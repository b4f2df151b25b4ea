use anyhow::{Context, Result};
use async_trait::async_trait;
use teloxide::payloads::{GetUpdatesSetters, SendPhotoSetters};
use teloxide::requests::Requester;
use teloxide::types::{self as tg, ChatId, InputFile, UpdateKind};
use teloxide::Bot;
use tracing::debug;

use crate::platform::{Chat, IncomingMessage, Transport, Update, User};

/// Telegram transport. Updates are pulled with explicit offsets so the
/// dispatcher keeps ownership of the cursor.
pub struct TelegramClient {
    bot: Bot,
}

impl TelegramClient {
    /// `api_url` is the Bot API root, e.g. `https://api.telegram.org`.
    pub fn new(api_url: &str, token: &str) -> Result<Self> {
        let api_url = url::Url::parse(api_url)
            .with_context(|| format!("Invalid Telegram API url '{}'", api_url))?;

        Ok(Self {
            bot: Bot::new(token).set_api_url(api_url),
        })
    }
}

/// Only plain messages are kept; every other update kind maps to an
/// update without a message.
fn convert_update(update: tg::Update) -> Update {
    let id = i64::from(update.id.0);
    let message = match update.kind {
        UpdateKind::Message(msg) => Some(IncomingMessage {
            chat: Chat { id: msg.chat.id.0 },
            from: msg.from.as_ref().map(|user| User {
                username: user.username.clone(),
            }),
            text: msg.text().unwrap_or_default().to_string(),
        }),
        _ => None,
    };

    Update { id, message }
}

#[async_trait]
impl Transport for TelegramClient {
    async fn updates(&self, offset: i64, limit: u32) -> Result<Vec<Update>> {
        let offset = i32::try_from(offset).context("Update offset out of range")?;
        let limit = u8::try_from(limit).context("Update limit out of range")?;

        debug!("Polling Telegram updates from offset {}", offset);

        let updates = self
            .bot
            .get_updates()
            .offset(offset)
            .limit(limit)
            .await
            .context("getUpdates request failed")?;

        Ok(updates.into_iter().map(convert_update).collect())
    }

    async fn send_message(&self, chat_id: i64, text: &str) -> Result<()> {
        self.bot
            .send_message(ChatId(chat_id), text)
            .await
            .context("sendMessage request failed")?;
        Ok(())
    }

    async fn send_photo(&self, chat_id: i64, photo_url: &str, caption: &str) -> Result<()> {
        let url = url::Url::parse(photo_url)
            .with_context(|| format!("Invalid photo url '{}'", photo_url))?;

        let mut request = self.bot.send_photo(ChatId(chat_id), InputFile::url(url));
        if !caption.is_empty() {
            request = request.caption(caption);
        }
        request.await.context("sendPhoto request failed")?;
        Ok(())
    }
}
use thiserror::Error;

use crate::platform::Update;

#[derive(Debug, Error, Clone, Copy, PartialEq, Eq)]
pub enum EventError {
    #[error("unknown event type")]
    UnknownEventType,
}

#[derive(Debug, Clone, Copy, PartialEq, Eq)]
pub enum EventType {
    Message,
    Unknown,
}

/// Who sent a message and where to answer it
#[derive(Debug, Clone, PartialEq, Eq)]
pub struct Meta {
    pub chat_id: i64,
    pub username: String,
}

/// A unit of work derived from one [`Update`].
#[derive(Debug, Clone, PartialEq, Eq)]
pub enum Event {
    Message { text: String, meta: Meta },
    Unknown,
}

impl Event {
    pub fn kind(&self) -> EventType {
        match self {
            Event::Message { .. } => EventType::Message,
            Event::Unknown => EventType::Unknown,
        }
    }

    pub fn text(&self) -> &str {
        match self {
            Event::Message { text, .. } => text.as_str(),
            Event::Unknown => "",
        }
    }
}

impl From<Update> for Event {
    fn from(update: Update) -> Self {
        match update.message {
            Some(message) => {
                let meta = Meta {
                    chat_id: message.chat.id,
                    username: message.username().to_string(),
                };
                Event::Message {
                    text: message.text,
                    meta,
                }
            }
            None => Event::Unknown,
        }
    }
}

#[cfg(test)]
mod tests {
    use super::*;
    use crate::platform::{Chat, IncomingMessage, User};

    #[test]
    fn test_update_with_message() {
        let update = Update {
            id: 1,
            message: Some(IncomingMessage {
                chat: Chat { id: 55 },
                from: Some(User {
                    username: Some("cook".to_string()),
                }),
                text: "/meal".to_string(),
            }),
        };

        let event = Event::from(update);
        assert_eq!(event.kind(), EventType::Message);
        assert_eq!(event.text(), "/meal");
        assert_eq!(
            event,
            Event::Message {
                text: "/meal".to_string(),
                meta: Meta {
                    chat_id: 55,
                    username: "cook".to_string(),
                },
            }
        );
    }

    #[test]
    fn test_update_without_message() {
        let event = Event::from(Update { id: 2, message: None });
        assert_eq!(event.kind(), EventType::Unknown);
        assert_eq!(event.text(), "");
    }
}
# # #
▶ [WHAT YOU ARE ASKED TO DO]: Across the records, count each line that holds the string "struct". Respond with the number only.

▶ [TASK ANSWER]: 2